Specific T-cells, TCR T-cells, and CAR-T-cells require to establish some
techniques of molecular biology to support them, including screening tumor-associated
antigen (TAA)/tumor specific antigen (TSA) and mutant proteins/peptides;
constructing an expression system; packaging an expression vector. The molecular
biology technique is a very important performance in targeting neoantigens for tumorspecific
T-cells of adoptive T-cell immunotherapy. Since tumor cells often accumulate
hundreds of mutations and harbor several immunogenic neoantigens, the repertoire of
mutant protein or neoantigen from patient tumor cells might need to screen and
discover the antigens for engineering specific T-cells, TCR T-cells, and CAR T-cells.

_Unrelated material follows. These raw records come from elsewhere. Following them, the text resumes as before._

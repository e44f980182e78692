//! Per-file fix pipeline.
//!
//! One branch runs this pipeline to completion for one file:
//! `create_sandbox → build_prompt → invoke_agent → verify → run_tests →
//! extract_diff → land (apply + commit under exclusion) → destroy_sandbox`.
//!
//! Retry is a self-loop from verify back to build_prompt: the sandbox is
//! kept (partial progress from a prior attempt is deliberately preserved)
//! and the next prompt carries feedback about what is still wrong. Every
//! exit path, success or failure, destroys the sandbox.

use std::path::Path;
use std::sync::Arc;
use std::sync::atomic::{AtomicBool, Ordering};

use tracing::{debug, info, instrument, warn};

use crate::agent::Agent;
use crate::apply::{DiffApplicator, LandError};
use crate::config::TestValidation;
use crate::error::FailureReason;
use crate::model::finding::Finding;
use crate::model::state::{BranchOutcome, FailureRecord, FileWorkItem, FixRecord};
use crate::model::types::{Revision, SandboxId, SessionId};
use crate::prompt::PromptBuilder;
use crate::sandbox::{AnySandbox, SandboxBackend as _};
use crate::testrun::{TestOutcome, TestRunner};
use crate::tools::{QualityTool, ToolScope};
use crate::vcs::Vcs;

// ---------------------------------------------------------------------------
// BranchContext
// ---------------------------------------------------------------------------

/// Everything a branch needs, shared read-only across all branches.
pub struct BranchContext<'a> {
    /// The session id, used in sandbox ids.
    pub session_id: &'a SessionId,
    /// The base revision sandboxes are pinned to.
    pub base_revision: &'a Revision,
    /// Root of the main workspace.
    pub main_root: &'a Path,
    /// Enabled quality tools, used for in-sandbox verification.
    pub tools: &'a [Arc<dyn QualityTool>],
    /// Builds fix prompts.
    pub prompt_builder: &'a dyn PromptBuilder,
    /// The fixing agent.
    pub agent: &'a dyn Agent,
    /// Validation test runner.
    pub test_runner: &'a dyn TestRunner,
    /// Version control operations.
    pub vcs: &'a dyn Vcs,
    /// Sandbox backend for this session.
    pub sandbox: &'a AnySandbox,
    /// The serialized apply + commit path.
    pub applicator: &'a DiffApplicator,
    /// Test validation mode.
    pub test_validation: TestValidation,
    /// Whether branches run in real sandboxes (false = direct mode, where
    /// the agent edits the main workspace and landing is commit-only).
    pub use_sandbox: bool,
    /// External cancellation flag; branches check it between steps.
    pub cancel: &'a AtomicBool,
}

impl BranchContext<'_> {
    fn cancelled(&self) -> bool {
        self.cancel.load(Ordering::Relaxed)
    }
}

// ---------------------------------------------------------------------------
// process_file
// ---------------------------------------------------------------------------

/// Run the full fix pipeline for one file.
///
/// Never panics outward by contract (the scheduler still guards the branch
/// boundary); every outcome is classified into [`BranchOutcome`].
#[instrument(skip_all, fields(file = %item.file_path.display()))]
pub fn process_file(ctx: &BranchContext<'_>, item: FileWorkItem) -> BranchOutcome {
    if ctx.cancelled() {
        return BranchOutcome::Skipped {
            file_path: item.file_path,
        };
    }

    if !ctx.main_root.join(&item.file_path).exists() {
        return BranchOutcome::Failed(FailureRecord {
            file_path: item.file_path,
            reason: FailureReason::FileMissing,
            attempts_used: 0,
        });
    }

    let sandbox_id = SandboxId::for_file(ctx.session_id, &item.file_stem());
    let sandbox_path = match ctx.sandbox.create(&sandbox_id, ctx.base_revision) {
        Ok(path) => path,
        Err(e) => {
            return BranchOutcome::Failed(FailureRecord {
                file_path: item.file_path,
                reason: FailureReason::SandboxFailed {
                    detail: e.to_string(),
                },
                attempts_used: 0,
            });
        }
    };

    // Destroy on every exit path, including an unwinding branch; a failed
    // destroy never changes the outcome.
    let _guard = SandboxGuard {
        sandbox: ctx.sandbox,
        id: sandbox_id,
    };

    run_attempts(ctx, item, &sandbox_path)
}

struct SandboxGuard<'a> {
    sandbox: &'a AnySandbox,
    id: SandboxId,
}

impl Drop for SandboxGuard<'_> {
    fn drop(&mut self) {
        if let Err(e) = self.sandbox.destroy(&self.id) {
            warn!(sandbox = %self.id, error = %e, "failed to destroy sandbox");
        }
    }
}

/// The attempt loop: build prompt, invoke agent, verify, test, extract, land.
fn run_attempts(
    ctx: &BranchContext<'_>,
    mut item: FileWorkItem,
    sandbox_path: &Path,
) -> BranchOutcome {
    loop {
        if ctx.cancelled() {
            return BranchOutcome::Skipped {
                file_path: item.file_path,
            };
        }

        item.attempts_used += 1;
        debug!(attempt = item.attempts_used, max = item.max_attempts, "starting fix attempt");

        let prompt = ctx.prompt_builder.build(
            &item.file_path,
            &item.findings,
            item.last_feedback.as_deref(),
        );

        if let Err(e) = ctx.agent.invoke(&prompt, sandbox_path) {
            if item.attempts_remaining() {
                item.last_feedback = Some(format!("The fixing agent failed to run: {e}"));
                continue;
            }
            return fail(item, FailureReason::AgentUnableToFix {
                detail: e.to_string(),
            });
        }

        // Verify: re-run the enabled tools against just this file, inside
        // the sandbox, and compare against the original findings.
        let post = match verify_findings(ctx, sandbox_path, &item.file_path) {
            Ok(findings) => findings,
            Err(detail) => {
                if item.attempts_remaining() {
                    item.last_feedback = Some(format!("Verification could not run: {detail}"));
                    continue;
                }
                return fail(item, FailureReason::NoProgress);
            }
        };

        let report = evaluate_verification(&item.findings, &post);
        if !report.strictly_improved() {
            debug!(
                remaining = report.remaining.len(),
                introduced = report.introduced.len(),
                "verification not strictly improved"
            );
            if item.attempts_remaining() {
                item.last_feedback = Some(report.feedback());
                continue;
            }
            return fail(item, FailureReason::NoProgress);
        }

        // Test validation (full/quick run here; final/none are skipped).
        if ctx.test_validation.runs_in_sandbox() {
            let tested = ctx
                .test_runner
                .run(sandbox_path, &item.file_path, ctx.test_validation);
            match tested {
                Ok(TestOutcome::Passed) => {}
                Ok(TestOutcome::Failed { detail }) => {
                    if item.attempts_remaining() {
                        item.last_feedback =
                            Some(format!("The fix broke tests:\n{detail}"));
                        continue;
                    }
                    return fail(item, FailureReason::TestsRegressed);
                }
                Err(e) => {
                    if item.attempts_remaining() {
                        item.last_feedback = Some(format!("Tests could not run: {e}"));
                        continue;
                    }
                    return fail(item, FailureReason::TestsRegressed);
                }
            }
        }

        // Extract the patch, scoped to this file. Agent edits to any other
        // path are discarded here by construction.
        let patch = match ctx
            .vcs
            .diff_path(sandbox_path, ctx.base_revision, &item.file_path)
        {
            Ok(patch) => patch,
            Err(e) => {
                return fail(item, FailureReason::Internal {
                    detail: format!("diff extraction failed: {e}"),
                });
            }
        };

        if patch.is_empty() {
            // No textual change. If every finding is gone anyway (tool-side
            // auto-fix), that is a success with nothing to commit; otherwise
            // the agent did nothing useful.
            if post.is_empty() {
                info!(errors_fixed = report.resolved, "findings resolved without a textual diff");
                return fixed(item, report.resolved, None);
            }
            return fail(item, FailureReason::NoChange);
        }

        // Critical section: apply + commit, serialized across the session.
        // In direct mode the "sandbox" is the main workspace and the change
        // is already in place, so landing is commit-only.
        let landed = if ctx.use_sandbox {
            ctx.applicator.land(&item.file_path, &patch)
        } else {
            ctx.applicator.land_in_place(&item.file_path)
        };

        return match landed {
            Ok(revision) => {
                info!(revision = %revision, errors_fixed = report.resolved, "fix landed");
                fixed(item, report.resolved, Some(revision))
            }
            Err(LandError::Conflict { detail }) => {
                // Base drifted; retrying the same patch cannot help.
                debug!(%detail, "patch rejected by main workspace");
                fail(item, FailureReason::PatchConflict)
            }
            Err(LandError::Git(e)) => fail(item, FailureReason::Internal {
                detail: format!("landing failed: {e}"),
            }),
        };
    }
}

fn fixed(item: FileWorkItem, errors_fixed: u32, revision: Option<Revision>) -> BranchOutcome {
    BranchOutcome::Fixed(FixRecord {
        file_path: item.file_path,
        errors_fixed,
        attempts_used: item.attempts_used,
        revision,
    })
}

fn fail(item: FileWorkItem, reason: FailureReason) -> BranchOutcome {
    BranchOutcome::Failed(FailureRecord {
        file_path: item.file_path,
        reason,
        attempts_used: item.attempts_used,
    })
}

/// Run every enabled tool file-scoped in the sandbox and pool the findings.
fn verify_findings(
    ctx: &BranchContext<'_>,
    sandbox_path: &Path,
    file_path: &Path,
) -> Result<Vec<Finding>, String> {
    let mut findings = Vec::new();
    for tool in ctx.tools {
        let mut found = tool
            .run(sandbox_path, ToolScope::File(file_path))
            .map_err(|e| e.to_string())?;
        findings.append(&mut found);
    }
    Ok(findings)
}

// ---------------------------------------------------------------------------
// Verification comparison
// ---------------------------------------------------------------------------

/// Comparison of post-agent findings against the originals.
#[derive(Debug)]
pub struct VerifyReport {
    /// Post-agent findings whose codes were in the original set.
    pub remaining: Vec<Finding>,
    /// Post-agent findings with codes the original set never had.
    pub introduced: Vec<Finding>,
    /// How many original findings are gone.
    pub resolved: u32,
}

impl VerifyReport {
    /// Strict improvement: something resolved, nothing new introduced.
    #[must_use]
    pub const fn strictly_improved(&self) -> bool {
        self.resolved > 0 && self.introduced.is_empty()
    }

    /// Feedback text for the next attempt's prompt.
    #[must_use]
    pub fn feedback(&self) -> String {
        let mut text = String::new();
        if self.remaining.is_empty() && self.introduced.is_empty() {
            text.push_str("No findings changed.");
            return text;
        }
        if !self.remaining.is_empty() {
            text.push_str("Still unresolved:\n");
            for finding in &self.remaining {
                text.push_str(&format!("  - {}\n", finding.summary()));
            }
        }
        if !self.introduced.is_empty() {
            text.push_str("Newly introduced (these must not appear):\n");
            for finding in &self.introduced {
                text.push_str(&format!("  - {}\n", finding.summary()));
            }
        }
        text
    }
}

/// Compare findings by code multiset.
///
/// Each post-agent finding consumes one budget slot for its code; findings
/// beyond the original per-code count (or with unseen codes) are
/// "introduced". Line numbers are ignored — a fix legitimately shifts them.
#[must_use]
pub fn evaluate_verification(original: &[Finding], post: &[Finding]) -> VerifyReport {
    let mut budget: std::collections::HashMap<&str, usize> = std::collections::HashMap::new();
    for finding in original {
        *budget.entry(finding.code.as_str()).or_insert(0) += 1;
    }

    let mut remaining = Vec::new();
    let mut introduced = Vec::new();
    for finding in post {
        match budget.get_mut(finding.code.as_str()) {
            Some(count) if *count > 0 => {
                *count -= 1;
                remaining.push(finding.clone());
            }
            _ => introduced.push(finding.clone()),
        }
    }

    let resolved =
        u32::try_from(original.len().saturating_sub(remaining.len())).unwrap_or(u32::MAX);

    VerifyReport {
        remaining,
        introduced,
        resolved,
    }
}

// ---------------------------------------------------------------------------
// Tests
// ---------------------------------------------------------------------------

In order to understand the procedures for T-cell adoptive immunotherapy based on
molecular biology techniques for mutant proteins and neoantigens from an individual
patient, in this chapter, we focus on streamlining of screening tumor antigens (TAA or
TSA) and mutant proteins (proteins or peptides), constructing an expression and
packaging system with the expression. Moreover, because the three T-cells are distinct
from development and clinical application, we first introduce their research and
Development (R&D). These methodologies are increasingly supporting clinical
oncologists to apply to T-cell immunotherapy. The chapter aims to present fundamental
of molecular biology for adoptive T-cell immunotherapy of clinical patients.
Keywords: CAR (chimeric antigen receptor) T-cells, Lentiviral, Monoclonal Ab,
Phage display system, Retroviral vector, Specific T-cells, T-cell adoptive
immunotherapy, TCR (T-cell receptors).